• Action item:
Emit an exact copy of the lines running from the start of the records to the line containing "2 /* desktopResizeFlag */", both included.

• Data supplied:

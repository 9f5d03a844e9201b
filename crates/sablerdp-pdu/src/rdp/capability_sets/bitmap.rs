//! Bitmap (TS_BITMAP_CAPABILITYSET) and Bitmap Cache Rev. 2 capability sets.

use bitflags::bitflags;
use sablerdp_core::{
    ensure_fixed_part_size, read_padding, write_padding, Decode, DecodeResult, Encode, EncodeResult, ReadCursor,
    WriteCursor,
};

bitflags! {
    #[derive(Debug, Clone, Copy, PartialEq, Eq)]
    pub struct BitmapDrawingFlags: u8 {
        const ALLOW_DYNAMIC_COLOR_FIDELITY = 0x02;
        const ALLOW_COLOR_SUBSAMPLING = 0x04;
        const ALLOW_SKIP_ALPHA = 0x08;
    }
}

#[derive(Debug, Clone, PartialEq, Eq)]
pub struct Bitmap {
    pub preferred_bits_per_pixel: u16,
    pub desktop_width: u16,
    pub desktop_height: u16,
    pub desktop_resize_supported: bool,
    pub drawing_flags: BitmapDrawingFlags,
}

impl Bitmap {
    const NAME: &'static str = "Bitmap";

    const FIXED_PART_SIZE: usize = 2 /* preferredBpp */ + 2 /* receive1Bpp */ + 2 /* receive4Bpp */ + 2 /* receive8Bpp */
        + 2 /* width */ + 2 /* height */ + 2 /* pad */ + 2 /* desktopResizeFlag */
        + 2 /* bitmapCompressionFlag */ + 1 /* highColorFlags */ + 1 /* drawingFlags */
        + 2 /* multipleRectangleSupport */ + 2 /* pad */;
}

impl Encode for Bitmap {
    fn encode(&self, dst: &mut WriteCursor<'_>) -> EncodeResult<()> {
        ensure_fixed_part_size!(in: dst);

        dst.write_u16(self.preferred_bits_per_pixel);
        dst.write_u16(1); // receive1BitPerPixel, ignored
        dst.write_u16(1); // receive4BitsPerPixel, ignored
        dst.write_u16(1); // receive8BitsPerPixel, ignored
        dst.write_u16(self.desktop_width);
        dst.write_u16(self.desktop_height);
        write_padding!(dst, 2);
        dst.write_u16(u16::from(self.desktop_resize_supported));
        dst.write_u16(1); // bitmapCompressionFlag, must be 1
        dst.write_u8(0); // highColorFlags, must be 0
        dst.write_u8(self.drawing_flags.bits());
        dst.write_u16(1); // multipleRectangleSupport, must be 1
        write_padding!(dst, 2);

        Ok(())
    }

    fn name(&self) -> &'static str {
        Self::NAME
    }

    fn size(&self) -> usize {
        Self::FIXED_PART_SIZE
    }
}

impl<'de> Decode<'de> for Bitmap {
    fn decode(src: &mut ReadCursor<'de>) -> DecodeResult<Self> {
        ensure_fixed_part_size!(in: src);

        let preferred_bits_per_pixel = src.read_u16();
        let _receive_1bpp = src.read_u16();
        let _receive_4bpp = src.read_u16();
        let _receive_8bpp = src.read_u16();
        let desktop_width = src.read_u16();
        let desktop_height = src.read_u16();
        read_padding!(src, 2);
        let desktop_resize_supported = src.read_u16() != 0;
        let _bitmap_compression_flag = src.read_u16();
        let _high_color_flags = src.read_u8();
        let drawing_flags = BitmapDrawingFlags::from_bits_truncate(src.read_u8());
        let _multiple_rectangle_support = src.read_u16();
        read_padding!(src, 2);

        Ok(Self {
            preferred_bits_per_pixel,
            desktop_width,
            desktop_height,
            desktop_resize_supported,
            drawing_flags,
        })
    }
}

bitflags! {
    #[derive(Debug, Clone, Copy, PartialEq, Eq)]
    pub struct CacheFlags: u16 {
        const PERSISTENT_KEYS_EXPECTED = 0x0001;
        const ALLOW_CACHE_WAITING_LIST = 0x0002;
    }
}

/// Bitmap Cache Rev. 2, advertised with zero cell caches: this client renders
/// bitmap updates directly and never populates a cache.
#[derive(Debug, Clone, PartialEq, Eq)]
pub struct BitmapCacheRev2 {
    pub cache_flags: CacheFlags,
    pub num_cell_caches: u8,
    pub cell_cache_info: [u32; 5],
}

impl BitmapCacheRev2 {
    const NAME: &'static str = "BitmapCacheRev2";

    const FIXED_PART_SIZE: usize = 2 /* cacheFlags */ + 1 /* pad */ + 1 /* numCellCaches */
        + 4 * 5 /* cellCacheInfo */ + 12 /* pad */;

    pub fn disabled() -> Self {
        Self {
            cache_flags: CacheFlags::empty(),
            num_cell_caches: 0,
            cell_cache_info: [0; 5],
        }
    }
}

impl Encode for BitmapCacheRev2 {
    fn encode(&self, dst: &mut WriteCursor<'_>) -> EncodeResult<()> {
        ensure_fixed_part_size!(in: dst);

        dst.write_u16(self.cache_flags.bits());
        write_padding!(dst, 1);
        dst.write_u8(self.num_cell_caches);
        for cell in self.cell_cache_info {
            dst.write_u32(cell);
        }
        write_padding!(dst, 12);

        Ok(())
    }

    fn name(&self) -> &'static str {
        Self::NAME
    }

    fn size(&self) -> usize {
        Self::FIXED_PART_SIZE
    }
}

impl<'de> Decode<'de> for BitmapCacheRev2 {
    fn decode(src: &mut ReadCursor<'de>) -> DecodeResult<Self> {
        ensure_fixed_part_size!(in: src);

        let cache_flags = CacheFlags::from_bits_truncate(src.read_u16());
        read_padding!(src, 1);
        let num_cell_caches = src.read_u8();
        let mut cell_cache_info = [0u32; 5];
        for cell in &mut cell_cache_info {
            *cell = src.read_u32();
        }
        read_padding!(src, 12);

        Ok(Self {
            cache_flags,
            num_cell_caches,
            cell_cache_info,
        })
    }
}
//! Client Cluster Data block (TS_UD_CS_CLUSTER).

use bitflags::bitflags;
use sablerdp_core::{ensure_fixed_part_size, Decode, DecodeResult, Encode, EncodeResult, ReadCursor, WriteCursor};

bitflags! {
    #[derive(Debug, Clone, Copy, PartialEq, Eq)]
    pub struct RedirectionFlags: u32 {
        const REDIRECTION_SUPPORTED = 0x0000_0001;
        const REDIRECTED_SESSION_FIELD_VALID = 0x0000_0002;
        const REDIRECTED_SMARTCARD = 0x0000_0040;
    }
}

#[derive(Debug, Copy, Clone, PartialEq, Eq)]
#[repr(u8)]
pub enum RedirectionVersion {
    V1 = 0,
    V2 = 1,
    V3 = 2,
    V4 = 3,
    V5 = 4,
    V6 = 5,
}

#[derive(Debug, Clone, PartialEq, Eq)]
pub struct ClientClusterData {
    pub flags: RedirectionFlags,
    pub redirection_version: RedirectionVersion,
    pub redirected_session_id: u32,
}

impl ClientClusterData {
    const NAME: &'static str = "ClientClusterData";

    const FIXED_PART_SIZE: usize = 4 /* flags */ + 4 /* redirectedSessionId */;

    const REDIRECTION_VERSION_SHIFT: u32 = 2;
}

impl Encode for ClientClusterData {
    fn encode(&self, dst: &mut WriteCursor<'_>) -> EncodeResult<()> {
        ensure_fixed_part_size!(in: dst);

        let flags_with_version =
            self.flags.bits() | ((self.redirection_version as u32) << Self::REDIRECTION_VERSION_SHIFT);

        dst.write_u32(flags_with_version);
        dst.write_u32(self.redirected_session_id);

        Ok(())
    }

    fn name(&self) -> &'static str {
        Self::NAME
    }

    fn size(&self) -> usize {
        Self::FIXED_PART_SIZE
    }
}

impl<'de> Decode<'de> for ClientClusterData {
    fn decode(src: &mut ReadCursor<'de>) -> DecodeResult<Self> {
        ensure_fixed_part_size!(in: src);

        let flags_with_version = src.read_u32();
        let redirected_session_id = src.read_u32();

        let flags = RedirectionFlags::from_bits_truncate(flags_with_version);
        let redirection_version = match (flags_with_version >> Self::REDIRECTION_VERSION_SHIFT) & 0x0F {
            1 => RedirectionVersion::V2,
            2 => RedirectionVersion::V3,
            3 => RedirectionVersion::V4,
            4 => RedirectionVersion::V5,
            5 => RedirectionVersion::V6,
            _ => RedirectionVersion::V1,
        };

        Ok(Self {
            flags,
            redirection_version,
            redirected_session_id,
        })
    }
}
//! The small fixed-layout capability sets: Pointer, Sound, Brush, Glyph
//! Cache, Offscreen Cache, Virtual Channel, Share, Font, Color Cache,
//! Control, Window Activation.

use bitflags::bitflags;
use sablerdp_core::{
    ensure_fixed_part_size, ensure_size, read_padding, write_padding, Decode, DecodeResult, Encode, EncodeResult,
    ReadCursor, WriteCursor,
};

const GLYPH_CACHE_NUM: usize = 10;

#[derive(Debug, Clone, PartialEq, Eq)]
pub struct Pointer {
    pub color_pointer_cache_size: u16,
    pub pointer_cache_size: u16,
}

impl Pointer {
    const NAME: &'static str = "Pointer";

    const FIXED_PART_SIZE: usize = 2 /* colorPointerFlag */ + 2 /* colorPointerCacheSize */ + 2 /* pointerCacheSize */;
}

impl Encode for Pointer {
    fn encode(&self, dst: &mut WriteCursor<'_>) -> EncodeResult<()> {
        ensure_fixed_part_size!(in: dst);

        dst.write_u16(1); // colorPointerFlag, must be 1
        dst.write_u16(self.color_pointer_cache_size);
        dst.write_u16(self.pointer_cache_size);

        Ok(())
    }

    fn name(&self) -> &'static str {
        Self::NAME
    }

    fn size(&self) -> usize {
        Self::FIXED_PART_SIZE
    }
}

impl<'de> Decode<'de> for Pointer {
    fn decode(src: &mut ReadCursor<'de>) -> DecodeResult<Self> {
        ensure_size!(ctx: Self::NAME, in: src, size: 4);

        let _color_pointer_flag = src.read_u16();
        let color_pointer_cache_size = src.read_u16();
        // Optional in the server-to-client direction.
        let pointer_cache_size = if src.len() >= 2 { src.read_u16() } else { 0 };

        Ok(Self {
            color_pointer_cache_size,
            pointer_cache_size,
        })
    }
}

bitflags! {
    #[derive(Debug, Clone, Copy, PartialEq, Eq)]
    pub struct SoundFlags: u16 {
        const BEEPS = 0x0001;
    }
}

#[derive(Debug, Clone, PartialEq, Eq)]
pub struct Sound {
    pub flags: SoundFlags,
}

impl Sound {
    const NAME: &'static str = "Sound";

    const FIXED_PART_SIZE: usize = 2 /* soundFlags */ + 2 /* pad */;
}

impl Encode for Sound {
    fn encode(&self, dst: &mut WriteCursor<'_>) -> EncodeResult<()> {
        ensure_fixed_part_size!(in: dst);

        dst.write_u16(self.flags.bits());
        write_padding!(dst, 2);

        Ok(())
    }

    fn name(&self) -> &'static str {
        Self::NAME
    }

    fn size(&self) -> usize {
        Self::FIXED_PART_SIZE
    }
}

impl<'de> Decode<'de> for Sound {
    fn decode(src: &mut ReadCursor<'de>) -> DecodeResult<Self> {
        ensure_fixed_part_size!(in: src);

        let flags = SoundFlags::from_bits_truncate(src.read_u16());
        read_padding!(src, 2);

        Ok(Self { flags })
    }
}

#[derive(Debug, Copy, Clone, PartialEq, Eq)]
#[repr(u32)]
pub enum BrushSupportLevel {
    Default = 0,
    Color8x8 = 1,
    ColorFull = 2,
}

#[derive(Debug, Clone, PartialEq, Eq)]
pub struct Brush {
    pub support_level: BrushSupportLevel,
}

impl Brush {
    const NAME: &'static str = "Brush";

    const FIXED_PART_SIZE: usize = 4 /* brushSupportLevel */;
}

impl Encode for Brush {
    fn encode(&self, dst: &mut WriteCursor<'_>) -> EncodeResult<()> {
        ensure_fixed_part_size!(in: dst);

        dst.write_u32(self.support_level as u32);

        Ok(())
    }

    fn name(&self) -> &'static str {
        Self::NAME
    }

    fn size(&self) -> usize {
        Self::FIXED_PART_SIZE
    }
}

impl<'de> Decode<'de> for Brush {
    fn decode(src: &mut ReadCursor<'de>) -> DecodeResult<Self> {
        ensure_fixed_part_size!(in: src);

        let support_level = match src.read_u32() {
            1 => BrushSupportLevel::Color8x8,
            2 => BrushSupportLevel::ColorFull,
            _ => BrushSupportLevel::Default,
        };

        Ok(Self { support_level })
    }
}

/// One glyph cache slot: number of entries and maximum cell size.
#[derive(Debug, Clone, Copy, PartialEq, Eq)]
pub struct CacheDefinition {
    pub entries: u16,
    pub max_cell_size: u16,
}

#[derive(Debug, Clone, PartialEq, Eq)]
pub struct GlyphCache {
    pub caches: [CacheDefinition; GLYPH_CACHE_NUM],
    pub frag_cache: CacheDefinition,
    pub support_level: u16,
}

impl GlyphCache {
    const NAME: &'static str = "GlyphCache";

    const FIXED_PART_SIZE: usize = GLYPH_CACHE_NUM * 4 + 4 /* fragCache */ + 2 /* supportLevel */ + 2 /* pad */;

    pub fn unsupported() -> Self {
        Self {
            caches: [CacheDefinition {
                entries: 0,
                max_cell_size: 0,
            }; GLYPH_CACHE_NUM],
            frag_cache: CacheDefinition {
                entries: 0,
                max_cell_size: 0,
            },
            support_level: 0,
        }
    }
}

impl Encode for GlyphCache {
    fn encode(&self, dst: &mut WriteCursor<'_>) -> EncodeResult<()> {
        ensure_fixed_part_size!(in: dst);

        for cache in &self.caches {
            dst.write_u16(cache.entries);
            dst.write_u16(cache.max_cell_size);
        }
        dst.write_u16(self.frag_cache.entries);
        dst.write_u16(self.frag_cache.max_cell_size);
        dst.write_u16(self.support_level);
        write_padding!(dst, 2);

        Ok(())
    }

    fn name(&self) -> &'static str {
        Self::NAME
    }

    fn size(&self) -> usize {
        Self::FIXED_PART_SIZE
    }
}

impl<'de> Decode<'de> for GlyphCache {
    fn decode(src: &mut ReadCursor<'de>) -> DecodeResult<Self> {
        ensure_fixed_part_size!(in: src);

        let mut caches = [CacheDefinition {
            entries: 0,
            max_cell_size: 0,
        }; GLYPH_CACHE_NUM];
        for cache in &mut caches {
            cache.entries = src.read_u16();
            cache.max_cell_size = src.read_u16();
        }

        let frag_cache = CacheDefinition {
            entries: src.read_u16(),
            max_cell_size: src.read_u16(),
        };
        let support_level = src.read_u16();
        read_padding!(src, 2);

        Ok(Self {
            caches,
            frag_cache,
            support_level,
        })
    }
}

#[derive(Debug, Clone, PartialEq, Eq)]
pub struct OffscreenBitmapCache {
    pub supported: bool,
    pub cache_size: u16,
    pub cache_entries: u16,
}

impl OffscreenBitmapCache {
    const NAME: &'static str = "OffscreenBitmapCache";

    const FIXED_PART_SIZE: usize = 4 /* offscreenSupportLevel */ + 2 /* cacheSize */ + 2 /* cacheEntries */;
}

impl Encode for OffscreenBitmapCache {
    fn encode(&self, dst: &mut WriteCursor<'_>) -> EncodeResult<()> {
        ensure_fixed_part_size!(in: dst);

        dst.write_u32(u32::from(self.supported));
        dst.write_u16(self.cache_size);
        dst.write_u16(self.cache_entries);

        Ok(())
    }

    fn name(&self) -> &'static str {
        Self::NAME
    }

    fn size(&self) -> usize {
        Self::FIXED_PART_SIZE
    }
}

impl<'de> Decode<'de> for OffscreenBitmapCache {
    fn decode(src: &mut ReadCursor<'de>) -> DecodeResult<Self> {
        ensure_fixed_part_size!(in: src);

        let supported = src.read_u32() != 0;
        let cache_size = src.read_u16();
        let cache_entries = src.read_u16();

        Ok(Self {
            supported,
            cache_size,
            cache_entries,
        })
    }
}

bitflags! {
    #[derive(Debug, Clone, Copy, PartialEq, Eq)]
    pub struct VirtualChannelFlags: u32 {
        const COMPRESSION_SERVER_TO_CLIENT = 0x0001;
        const COMPRESSION_CLIENT_TO_SERVER_8K = 0x0002;
    }
}

#[derive(Debug, Clone, PartialEq, Eq)]
pub struct VirtualChannel {
    pub flags: VirtualChannelFlags,
    pub chunk_size: Option<u32>,
}

impl VirtualChannel {
    const NAME: &'static str = "VirtualChannel";

    const FIXED_PART_SIZE: usize = 4 /* flags */;
}

impl Encode for VirtualChannel {
    fn encode(&self, dst: &mut WriteCursor<'_>) -> EncodeResult<()> {
        ensure_size!(ctx: Self::NAME, in: dst, size: self.size());

        dst.write_u32(self.flags.bits());
        if let Some(chunk_size) = self.chunk_size {
            dst.write_u32(chunk_size);
        }

        Ok(())
    }

    fn name(&self) -> &'static str {
        Self::NAME
    }

    fn size(&self) -> usize {
        Self::FIXED_PART_SIZE + self.chunk_size.map_or(0, |_| 4)
    }
}

impl<'de> Decode<'de> for VirtualChannel {
    fn decode(src: &mut ReadCursor<'de>) -> DecodeResult<Self> {
        ensure_fixed_part_size!(in: src);

        let flags = VirtualChannelFlags::from_bits_truncate(src.read_u32());
        let chunk_size = if src.len() >= 4 { Some(src.read_u32()) } else { None };

        Ok(Self { flags, chunk_size })
    }
}

#[derive(Debug, Clone, PartialEq, Eq)]
pub struct Share {
    pub node_id: u16,
}

impl Share {
    const NAME: &'static str = "Share";

    const FIXED_PART_SIZE: usize = 2 /* nodeId */ + 2 /* pad */;
}

impl Encode for Share {
    fn encode(&self, dst: &mut WriteCursor<'_>) -> EncodeResult<()> {
        ensure_fixed_part_size!(in: dst);

        dst.write_u16(self.node_id);
        write_padding!(dst, 2);

        Ok(())
    }

    fn name(&self) -> &'static str {
        Self::NAME
    }

    fn size(&self) -> usize {
        Self::FIXED_PART_SIZE
    }
}

impl<'de> Decode<'de> for Share {
    fn decode(src: &mut ReadCursor<'de>) -> DecodeResult<Self> {
        ensure_fixed_part_size!(in: src);

        let node_id = src.read_u16();
        read_padding!(src, 2);

        Ok(Self { node_id })
    }
}

bitflags! {
    #[derive(Debug, Clone, Copy, PartialEq, Eq)]
    pub struct FontSupportFlags: u16 {
        const FONTSUPPORT_FONTLIST = 0x0001;
    }
}

#[derive(Debug, Clone, PartialEq, Eq)]
pub struct Font {
    pub flags: FontSupportFlags,
}

impl Font {
    const NAME: &'static str = "Font";

    const FIXED_PART_SIZE: usize = 2 /* fontSupportFlags */ + 2 /* pad */;
}

impl Encode for Font {
    fn encode(&self, dst: &mut WriteCursor<'_>) -> EncodeResult<()> {
        ensure_fixed_part_size!(in: dst);

        dst.write_u16(self.flags.bits());
        write_padding!(dst, 2);

        Ok(())
    }

    fn name(&self) -> &'static str {
        Self::NAME
    }

    fn size(&self) -> usize {
        Self::FIXED_PART_SIZE
    }
}

impl<'de> Decode<'de> for Font {
    fn decode(src: &mut ReadCursor<'de>) -> DecodeResult<Self> {
        // Both halves are optional in practice.
        let flags = if src.len() >= 2 {
            FontSupportFlags::from_bits_truncate(src.read_u16())
        } else {
            FontSupportFlags::empty()
        };
        if src.len() >= 2 {
            read_padding!(src, 2);
        }

        Ok(Self { flags })
    }
}

#[derive(Debug, Clone, PartialEq, Eq)]
pub struct ColorCache {
    pub cache_size: u16,
}

impl ColorCache {
    const NAME: &'static str = "ColorCache";

    const FIXED_PART_SIZE: usize = 2 /* colorTableCacheSize */ + 2 /* pad */;
}

impl Encode for ColorCache {
    fn encode(&self, dst: &mut WriteCursor<'_>) -> EncodeResult<()> {
        ensure_fixed_part_size!(in: dst);

        dst.write_u16(self.cache_size);
        write_padding!(dst, 2);

        Ok(())
    }

    fn name(&self) -> &'static str {
        Self::NAME
    }

    fn size(&self) -> usize {
        Self::FIXED_PART_SIZE
    }
}

impl<'de> Decode<'de> for ColorCache {
    fn decode(src: &mut ReadCursor<'de>) -> DecodeResult<Self> {
        ensure_fixed_part_size!(in: src);

        let cache_size = src.read_u16();
        read_padding!(src, 2);

        Ok(Self { cache_size })
    }
}

/// TS_CONTROL_CAPABILITYSET; every field has a single legal value.
#[derive(Debug, Clone, PartialEq, Eq, Default)]
pub struct Control;

impl Control {
    const NAME: &'static str = "Control";

    const FIXED_PART_SIZE: usize = 2 /* controlFlags */ + 2 /* remoteDetachFlag */
        + 2 /* controlInterest */ + 2 /* detachInterest */;

    const CONTROLPRIORITY_NEVER: u16 = 0x0002;
}

impl Encode for Control {
    fn encode(&self, dst: &mut WriteCursor<'_>) -> EncodeResult<()> {
        ensure_fixed_part_size!(in: dst);

        dst.write_u16(0); // controlFlags, must be 0
        dst.write_u16(0); // remoteDetachFlag, must be FALSE
        dst.write_u16(Self::CONTROLPRIORITY_NEVER);
        dst.write_u16(Self::CONTROLPRIORITY_NEVER);

        Ok(())
    }

    fn name(&self) -> &'static str {
        Self::NAME
    }

    fn size(&self) -> usize {
        Self::FIXED_PART_SIZE
    }
}

impl<'de> Decode<'de> for Control {
    fn decode(src: &mut ReadCursor<'de>) -> DecodeResult<Self> {
        ensure_fixed_part_size!(in: src);
        read_padding!(src, Self::FIXED_PART_SIZE);

        Ok(Self)
    }
}

/// TS_WINDOWACTIVATION_CAPABILITYSET; every field must be FALSE.
#[derive(Debug, Clone, PartialEq, Eq, Default)]
pub struct WindowActivation;

impl WindowActivation {
    const NAME: &'static str = "WindowActivation";

    const FIXED_PART_SIZE: usize = 2 * 4;
}

impl Encode for WindowActivation {
    fn encode(&self, dst: &mut WriteCursor<'_>) -> EncodeResult<()> {
        ensure_fixed_part_size!(in: dst);

        write_padding!(dst, Self::FIXED_PART_SIZE);

        Ok(())
    }

    fn name(&self) -> &'static str {
        Self::NAME
    }

    fn size(&self) -> usize {
        Self::FIXED_PART_SIZE
    }
}

impl<'de> Decode<'de> for WindowActivation {
    fn decode(src: &mut ReadCursor<'de>) -> DecodeResult<Self> {
        ensure_fixed_part_size!(in: src);
        read_padding!(src, Self::FIXED_PART_SIZE);

        Ok(Self)
    }
}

• Written response:
repository 9f5d03a844e9201b
filename crates/sablerdp-pdu/src/rdp/capability_sets/bitmap.rs
//! Bitmap (TS_BITMAP_CAPABILITYSET) and Bitmap Cache Rev. 2 capability sets.

use bitflags::bitflags;
use sablerdp_core::{
    ensure_fixed_part_size, read_padding, write_padding, Decode, DecodeResult, Encode, EncodeResult, ReadCursor,
    WriteCursor,
};

bitflags! {
    #[derive(Debug, Clone, Copy, PartialEq, Eq)]
    pub struct BitmapDrawingFlags: u8 {
        const ALLOW_DYNAMIC_COLOR_FIDELITY = 0x02;
        const ALLOW_COLOR_SUBSAMPLING = 0x04;
        const ALLOW_SKIP_ALPHA = 0x08;
    }
}

#[derive(Debug, Clone, PartialEq, Eq)]
pub struct Bitmap {
    pub preferred_bits_per_pixel: u16,
    pub desktop_width: u16,
    pub desktop_height: u16,
    pub desktop_resize_supported: bool,
    pub drawing_flags: BitmapDrawingFlags,
}

impl Bitmap {
    const NAME: &'static str = "Bitmap";

    const FIXED_PART_SIZE: usize = 2 /* preferredBpp */ + 2 /* receive1Bpp */ + 2 /* receive4Bpp */ + 2 /* receive8Bpp */
        + 2 /* width */ + 2 /* height */ + 2 /* pad */ + 2 /* desktopResizeFlag */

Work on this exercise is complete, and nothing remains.